Khan Mehmood Alam, Mahmudi Owais, Ullah Ikram, Arvestad Lars, Lagergren Jens
KTH Royal Institute of Technology, School of Computer Science and Communication, Box 1031, Solna, 171 21, Sweden.
Science for Life Laboratory, Box 1031, Solna, 171 21, Sweden.
BMC Bioinformatics. 2016 Nov 11;17(Suppl 14):431. doi: 10.1186/s12859-016-1268-2.
Lateral gene transfer (LGT) is an evolutionary process that has an important role in biology. It challenges the traditional binary tree-like evolution of species and is attracting increasing attention of the molecular biologists due to its involvement in antibiotic resistance. A number of attempts have been made to model LGT in the presence of gene duplication and loss, but reliably placing LGT events in the species tree has remained a challenge.

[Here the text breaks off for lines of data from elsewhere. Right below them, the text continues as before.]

//! Nested token trees.

use std::fmt;

use indexmap::IndexMap;
use serde::Serialize;

use super::path::TokenPath;
use super::token::Token;

/// A node in a token tree: either a group of children or a token leaf.
#[derive(Debug, Clone, PartialEq, Serialize)]
#[serde(untagged)]
pub enum TreeNode {
    Token(Token),
    Group(TokenTree),
}

/// Why a token could not be inserted into a tree.
#[derive(Debug, Clone, PartialEq, Eq)]
pub enum TreeConflict {
    /// A token already exists at this exact path.
    Duplicate(TokenPath),
    /// The path runs through an existing token, or ends on an existing group.
    Shape(TokenPath),
    /// The path has no segments.
    EmptyPath,
}

impl fmt::Display for TreeConflict {
    fn fmt(&self, f: &mut fmt::Formatter<'_>) -> fmt::Result {
        match self {
            TreeConflict::Duplicate(path) => write!(f, "duplicate token path '{}'", path),
            TreeConflict::Shape(path) => {
                write!(f, "token path '{}' collides with an existing group or token", path)
            }
            TreeConflict::EmptyPath => write!(f, "empty token path"),
        }
    }
}

/// An insertion-ordered nested mapping terminating in tokens.
#[derive(Debug, Clone, Default, PartialEq, Serialize)]
#[serde(transparent)]
pub struct TokenTree {
    children: IndexMap<String, TreeNode>,
}

impl TokenTree {
    pub fn new() -> Self {
        Self::default()
    }

    /// Insert a token at `path`. Paths are unique within a tree: a conflicting
    /// insert leaves the tree unchanged.
    pub fn insert(&mut self, path: &TokenPath, token: Token) -> Result<(), TreeConflict> {
        let Some((last, parents)) = path.segments().split_last() else {
            return Err(TreeConflict::EmptyPath);
        };

        let mut node = self;
        for segment in parents {
            let child = node
                .children
                .entry(segment.clone())
                .or_insert_with(|| TreeNode::Group(TokenTree::new()));
            node = match child {
                TreeNode::Group(group) => group,
                TreeNode::Token(_) => return Err(TreeConflict::Shape(path.clone())),
            };
        }

        if let Some(existing) = node.children.get(last) {
            return Err(match existing {
                TreeNode::Token(_) => TreeConflict::Duplicate(path.clone()),
                TreeNode::Group(_) => TreeConflict::Shape(path.clone()),
            });
        }

        node.children.insert(last.clone(), TreeNode::Token(token));
        Ok(())
    }

    /// Look up the token at `path`.
    pub fn get(&self, path: &TokenPath) -> Option<&Token> {
        let (last, parents) = path.segments().split_last()?;
        let mut node = self;
        for segment in parents {
            node = match node.children.get(segment)? {
                TreeNode::Group(group) => group,
                TreeNode::Token(_) => return None,
            };
        }
        match node.children.get(last)? {
            TreeNode::Token(token) => Some(token),
            TreeNode::Group(_) => None,
        }
    }

    pub fn contains(&self, path: &TokenPath) -> bool {
        self.get(path).is_some()
    }

    /// All leaves with their full paths, in insertion order.
    pub fn leaves(&self) -> Vec<(TokenPath, &Token)> {
        let mut out = Vec::new();
        self.collect_leaves(&mut Vec::new(), &mut out);
        out
    }

    fn collect_leaves<'a>(
        &'a self,
        prefix: &mut Vec<String>,
        out: &mut Vec<(TokenPath, &'a Token)>,
    ) {
        for (key, child) in &self.children {
            prefix.push(key.clone());
            match child {
                TreeNode::Token(token) => out.push((TokenPath::new(prefix.clone()), token)),
                TreeNode::Group(group) => group.collect_leaves(prefix, out),
            }
            prefix.pop();
        }
    }

    /// Number of tokens in the tree.
    pub fn len(&self) -> usize {
        self.children
            .values()
            .map(|child| match child {
                TreeNode::Token(_) => 1,
                TreeNode::Group(group) => group.len(),
            })
            .sum()
    }

    pub fn is_empty(&self) -> bool {
        self.len() == 0
    }

    /// Direct children, for renderers that walk the nesting.
    pub fn children(&self) -> impl Iterator<Item = (&str, &TreeNode)> {
        self.children.iter().map(|(k, v)| (k.as_str(), v))
    }
}
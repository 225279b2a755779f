//! Output artifacts: one token tree per file to emit.

use std::fmt;

use crate::config::{Category, PublicBreakpoint};
use crate::types::TokenTree;

/// The layer an artifact belongs to.
#[derive(Debug, Clone, Copy, PartialEq, Eq, Hash)]
pub enum LayerKind {
    Primitive,
    Semantic,
    Component,
}

impl LayerKind {
    /// Directory name for this layer.
    pub fn dir(&self) -> &'static str {
        match self {
            LayerKind::Primitive => "primitives",
            LayerKind::Semantic => "semantic",
            LayerKind::Component => "components",
        }
    }
}

/// What an artifact holds.
#[derive(Debug, Clone, PartialEq, Eq, Hash)]
pub enum ArtifactKind {
    Primitive(Category),
    /// Colour mode name (`light` or `dark`).
    ColorMode(String),
    Breakpoint(PublicBreakpoint),
    /// Density mode name, normalized.
    Density(String),
    /// Component bucket name.
    Component(String),
}

impl ArtifactKind {
    pub fn layer(&self) -> LayerKind {
        match self {
            ArtifactKind::Primitive(_) => LayerKind::Primitive,
            ArtifactKind::ColorMode(_) | ArtifactKind::Breakpoint(_) | ArtifactKind::Density(_) => {
                LayerKind::Semantic
            }
            ArtifactKind::Component(_) => LayerKind::Component,
        }
    }

    /// File stem, e.g. `colors`, `colors-light`, `spacing-mobile`,
    /// `density-compact`, `button`.
    pub fn name(&self) -> String {
        match self {
            ArtifactKind::Primitive(category) => category.name().to_string(),
            ArtifactKind::ColorMode(mode) => format!("colors-{}", mode),
            ArtifactKind::Breakpoint(bp) => format!("spacing-{}", bp.name()),
            ArtifactKind::Density(mode) => format!("density-{}", mode),
            ArtifactKind::Component(bucket) => bucket.clone(),
        }
    }
}

/// A token tree destined for one output file per format.
#[derive(Debug, Clone, PartialEq)]
pub struct Artifact {
    /// Brand slug; primitives are shared across brands.
    pub brand: Option<String>,
    pub kind: ArtifactKind,
    pub tree: TokenTree,
}

impl Artifact {
    pub fn new(brand: Option<String>, kind: ArtifactKind) -> Self {
        Self {
            brand,
            kind,
            tree: TokenTree::new(),
        }
    }

    pub fn layer(&self) -> LayerKind {
        self.kind.layer()
    }

    pub fn name(&self) -> String {
        self.kind.name()
    }

    pub fn is_empty(&self) -> bool {
        self.tree.is_empty()
    }

    /// Stable label: `primitives/colors`, `bild/colors-light`,
    /// `bild/components/button`.
    pub fn label(&self) -> String {
        match (&self.brand, self.layer()) {
            (None, layer) => format!("{}/{}", layer.dir(), self.name()),
            (Some(brand), LayerKind::Component) => {
                format!("{}/{}/{}", brand, LayerKind::Component.dir(), self.name())
            }
            (Some(brand), _) => format!("{}/{}", brand, self.name()),
        }
    }
}

impl fmt::Display for Artifact {
    fn fmt(&self, f: &mut fmt::Formatter<'_>) -> fmt::Result {
        write!(f, "{}", self.label())
    }
}

#[cfg(test)]
mod tests {
    use super::*;

    #[test]
    fn test_artifact_names() {
        assert_eq!(ArtifactKind::Primitive(Category::Colors).name(), "colors");
        assert_eq!(ArtifactKind::ColorMode("dark".into()).name(), "colors-dark");
        assert_eq!(
            ArtifactKind::Breakpoint(PublicBreakpoint::Tablet).name(),
            "spacing-tablet"
        );
        assert_eq!(ArtifactKind::Density("compact".into()).name(), "density-compact");
    }

    #[test]
    fn test_labels() {
        let primitive = Artifact::new(None, ArtifactKind::Primitive(Category::Spacing));
        assert_eq!(primitive.label(), "primitives/spacing");

        let semantic = Artifact::new(Some("bild".into()), ArtifactKind::ColorMode("light".into()));
        assert_eq!(semantic.label(), "bild/colors-light");

        let component = Artifact::new(Some("bild".into()), ArtifactKind::Component("button".into()));
        assert_eq!(component.label(), "bild/components/button");
        assert_eq!(component.layer(), LayerKind::Component);
    }
}
//! Shell completions generation.

use clap::Args;
use clap_complete::Shell;

/// Generate shell completions
#[derive(Args, Debug)]
pub struct CompletionsArgs {
    /// Shell to generate completions for
    #[arg(value_enum)]
    pub shell: Shell,
}

pub fn run(args: CompletionsArgs) -> crate::error::Result<()> {
    let mut cmd = <super::Cli as clap::CommandFactory>::command();
    clap_complete::generate(args.shell, &mut cmd, "strata", &mut std::io::stdout());
    Ok(())
}
pub mod build;
pub mod completions;
pub mod init;
pub mod validate;

use std::path::{Path, PathBuf};

use clap::{Parser, Subcommand};

use crate::config::{Manifest, MANIFEST_FILENAME};
use crate::error::Result;
use crate::layers::{self, BuildOutput};
use crate::output::{display_path, plural, Printer};
use crate::parser::load_export;

/// strata - Design token layering for multi-brand design systems
#[derive(Parser, Debug)]
#[command(name = "strata")]
#[command(version, about, long_about = None)]
pub struct Cli {
    /// Only print warnings and errors
    #[arg(long, short, global = true)]
    pub quiet: bool,

    #[command(subcommand)]
    pub command: Commands,
}

#[derive(Subcommand, Debug)]
pub enum Commands {
    /// Build token files from a variable export
    Build(build::BuildArgs),

    /// Initialize a strata project (generates strata.yaml)
    Init(init::InitArgs),

    /// Resolve and check tokens without writing output
    Validate(validate::ValidateArgs),

    /// Generate shell completions
    Completions(completions::CompletionsArgs),
}

/// Load the manifest from `--config`, else `./strata.yaml`, else defaults.
pub(crate) fn load_manifest(config: Option<&Path>, printer: &Printer) -> Result<Manifest> {
    let path = match config {
        Some(path) => Some(path.to_path_buf()),
        None => Some(PathBuf::from(MANIFEST_FILENAME)).filter(|p| p.is_file()),
    };

    match path {
        Some(path) => {
            printer.status("Loading", &display_path(&path));
            Manifest::load(&path)
        }
        None => Ok(Manifest::default()),
    }
}

/// Read the export and build every layer.
pub(crate) fn build_layers(manifest: &Manifest, printer: &Printer) -> Result<BuildOutput> {
    printer.status("Reading", &display_path(&manifest.input));
    let export = load_export(&manifest.input)?;

    let output = layers::build(&export, &manifest.tokens);
    for (layer, artifacts) in [
        ("primitives", &output.primitives),
        ("semantic", &output.semantic),
        ("components", &output.components),
    ] {
        let tokens: usize = artifacts.iter().map(|a| a.tree.len()).sum();
        let files = artifacts.iter().filter(|a| !a.is_empty()).count();
        printer.status(
            "Resolved",
            &format!(
                "{} {}",
                layer,
                printer.dim(&format!(
                    "({} in {})",
                    plural(tokens, "token", "tokens"),
                    plural(files, "artifact", "artifacts")
                ))
            ),
        );
    }

    Ok(output)
}
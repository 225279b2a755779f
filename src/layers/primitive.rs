//! Primitive layer builder.

use std::collections::HashSet;

use crate::config::{Category, TokenConfig};
use crate::resolve::{classify, PrimitivePathMap, ResolutionContext, Resolver};
use crate::types::{token_path, Export, Token, Variable};
use crate::validation::ValidationResult;

use super::{emit, Artifact, ArtifactKind};

/// Primitive trees plus the path map later layers reference.
#[derive(Debug, Clone)]
pub struct PrimitiveOutput {
    /// One artifact per category, in [`Category::ALL`] order. Categories
    /// without tokens are present but empty.
    pub artifacts: Vec<Artifact>,
    pub paths: PrimitivePathMap,
    pub diagnostics: ValidationResult,
}

impl PrimitiveOutput {
    pub fn artifact(&self, category: Category) -> Option<&Artifact> {
        self.artifacts
            .iter()
            .find(|a| a.kind == ArtifactKind::Primitive(category))
    }
}

/// Builds fully resolved primitive tokens.
pub struct PrimitiveBuilder<'a> {
    export: &'a Export,
    config: &'a TokenConfig,
    resolver: Resolver<'a>,
}

impl<'a> PrimitiveBuilder<'a> {
    pub fn new(export: &'a Export, config: &'a TokenConfig, resolver: Resolver<'a>) -> Self {
        Self {
            export,
            config,
            resolver,
        }
    }

    /// Walk the primitive collections in export order.
    ///
    /// Each variable uses its first mode with a value, and aliases are
    /// followed to literals: primitives never hold references. Paths are
    /// recorded as tokens are emitted.
    pub fn build(&self) -> PrimitiveOutput {
        let mut artifacts: Vec<Artifact> = Category::ALL
            .iter()
            .map(|c| Artifact::new(None, ArtifactKind::Primitive(*c)))
            .collect();
        let mut paths = PrimitivePathMap::new();
        let mut diagnostics = ValidationResult::new();

        let primitive_collections = self.config.primitive_collections();
        let wanted: HashSet<&str> = primitive_collections.iter().map(|(id, _)| *id).collect();
        let context = ResolutionContext::new();

        for collection in self.export.collections.iter().filter(|c| wanted.contains(c.id.as_str())) {
            let Some(base) = primitive_collections
                .iter()
                .find(|(id, _)| *id == collection.id)
                .map(|(_, category)| *category)
            else {
                continue;
            };

            for variable in &collection.variables {
                let category = category_for(variable, base);
                let path = token_path(&variable.name);
                let resolution = self.resolver.resolve_literal(&variable.id, &context);
                let kind = classify(&path, resolution.resolved.as_ref(), resolution.kind);
                let token = Token::new(resolution.value)
                    .with_kind(kind)
                    .with_description(variable.description());

                let Some(artifact) = artifacts
                    .iter_mut()
                    .find(|a| a.kind == ArtifactKind::Primitive(category))
                else {
                    continue;
                };

                if emit(artifact, &path, token, variable, &mut diagnostics) {
                    paths.insert(variable.id.clone(), path);
                }
            }
        }

        PrimitiveOutput {
            artifacts,
            paths,
            diagnostics,
        }
    }
}

/// Radius and shadow primitives live in size/colour collections upstream
/// but get their own trees.
fn category_for(variable: &Variable, base: Category) -> Category {
    let name = variable.name.to_lowercase();
    if name.contains("radius") {
        Category::Radius
    } else if name.contains("shadow") {
        Category::Shadows
    } else {
        base
    }
}
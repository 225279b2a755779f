//! Reference resolution.
//!
//! The engine that turns raw mode values into token values:
//! - `normalize` - canonical literals (hex/rgba colours, font-weight fix)
//! - `ModeResolver` - which mode of a variable applies in a context
//! - `Resolver` - symbolic references or cycle-safe alias following
//! - `classify` - token kind inference for renderers

mod alias;
mod classify;
mod mode;
mod normalize;

pub use alias::{Layer, PrimitivePathMap, Resolution, Resolver};
pub use classify::classify;
pub use mode::{ModeResolver, ResolutionContext};
pub use normalize::{color_string, normalize};
//! Token kind inference.

use crate::types::{Literal, ResolvedKind, TokenKind, TokenPath};

const DIMENSION_HINTS: [&str; 6] = ["space", "spacing", "size", "width", "height", "radius"];

/// Infer the kind of a token from its path and normalized value.
///
/// Returns `None` when nothing matches; there is no default kind.
pub fn classify(
    path: &TokenPath,
    value: Option<&Literal>,
    kind: Option<ResolvedKind>,
) -> Option<TokenKind> {
    let path = path.dotted().to_lowercase();
    let text = value.and_then(Literal::as_str);

    let color_text = text.is_some_and(|s| s.starts_with('#') || s.starts_with("rgb"));
    if kind == Some(ResolvedKind::Color) || color_text {
        return Some(TokenKind::Color);
    }

    if path.contains("fontweight") || path.contains("font-weight") {
        return Some(TokenKind::FontWeight);
    }

    let numeric = matches!(value, Some(Literal::Number(_) | Literal::Integer(_)))
        || text.is_some_and(|s| s.ends_with("px"));
    if !numeric {
        return None;
    }

    if path.contains("fontsize") || path.contains("font-size") {
        return Some(TokenKind::Dimension);
    }

    if path.contains("lineheight") || path.contains("line-height") {
        // Unitless line heights are small multipliers
        let unitless = value.and_then(Literal::as_number).is_some_and(|n| n < 10.0);
        return Some(if unitless {
            TokenKind::Number
        } else {
            TokenKind::Dimension
        });
    }

    if DIMENSION_HINTS.iter().any(|hint| path.contains(hint)) {
        return Some(TokenKind::Dimension);
    }

    None
}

In this paper, we propose probabilistic methods that samples reconciliations of the gene tree with a dated species tree and computes maximum a posteriori probabilities. The MCMC-based method uses the probabilistic model DLTRS, that integrates LGT, gene duplication, gene loss, and sequence evolution under a relaxed molecular clock for substitution rates. We can estimate posterior distributions on gene trees and, in contrast to previous work, the actual placement of potential LGT, which can be used to, e.g., identify "highways" of LGT.
Based on a simulation study, we conclude that the method is able to infer the true LGT events on gene tree and reconcile it to the correct edges on the species tree in most cases. Applied to two biological datasets, containing gene families from Cyanobacteria and Molicutes, we find potential LGTs highways that corroborate other studies as well as previously undetected examples.
横向基因转移(LGT)是一种在生物学中具有重要作用的进化过程。它挑战了物种传统的二叉树状进化模式,并且由于其与抗生素抗性相关,正吸引着分子生物学家越来越多的关注。人们已经进行了许多尝试来在存在基因复制和丢失的情况下对LGT进行建模,但将LGT事件可靠地置于物种树中仍然是一个挑战。
在本文中,我们提出了概率方法,该方法对基因树与带时间标记的物种树的协调进行采样,并计算最大后验概率。基于马尔可夫链蒙特卡罗(MCMC)的方法使用概率模型DLTRS,该模型在宽松的分子钟下整合了LGT、基因复制、基因丢失和序列进化以用于替换率。我们可以估计基因树上的后验分布,并且与之前的工作不同,能够确定潜在LGT的实际位置,这可用于例如识别LGT的“高速公路”。
基于模拟研究,我们得出结论,该方法能够在大多数情况下推断基因树上的真实LGT事件,并将其与物种树上的正确分支进行协调。应用于两个包含来自蓝细菌和柔膜菌门基因家族的生物学数据集,我们发现了潜在的LGT“高速公路”,这些结果证实了其他研究以及先前未检测到的例子。